Records from a dataset:

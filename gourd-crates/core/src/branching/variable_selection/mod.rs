//! Provides the [`VariableSelector`] trait which is required for variable selectors to implement;
//! the main method in this trait is [`VariableSelector::select_variable`].
mod first_fail;
mod input_order;

pub use first_fail::FirstFail;
pub use input_order::InputOrder;

use super::SelectionContext;
use crate::engine::variables::DomainId;

/// A trait containing the interface for [`VariableSelector`]s, specifying the appropriate hooks
/// and methods.
pub trait VariableSelector {
    /// Determines which variable to select next if there are any left to branch on. Should only
    /// return [`None`] when all variables which have been passed to the [`VariableSelector`] have
    /// been fixed.
    fn select_variable(&mut self, context: &mut SelectionContext) -> Option<DomainId>;
}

*WHAT YOU NEED TO DO*
Which lines in the records above contain the string "DomainId"? Copy each one.

*EXERCISE RESULT*
use crate::engine::variables::DomainId;
    fn select_variable(&mut self, context: &mut SelectionContext) -> Option<DomainId>;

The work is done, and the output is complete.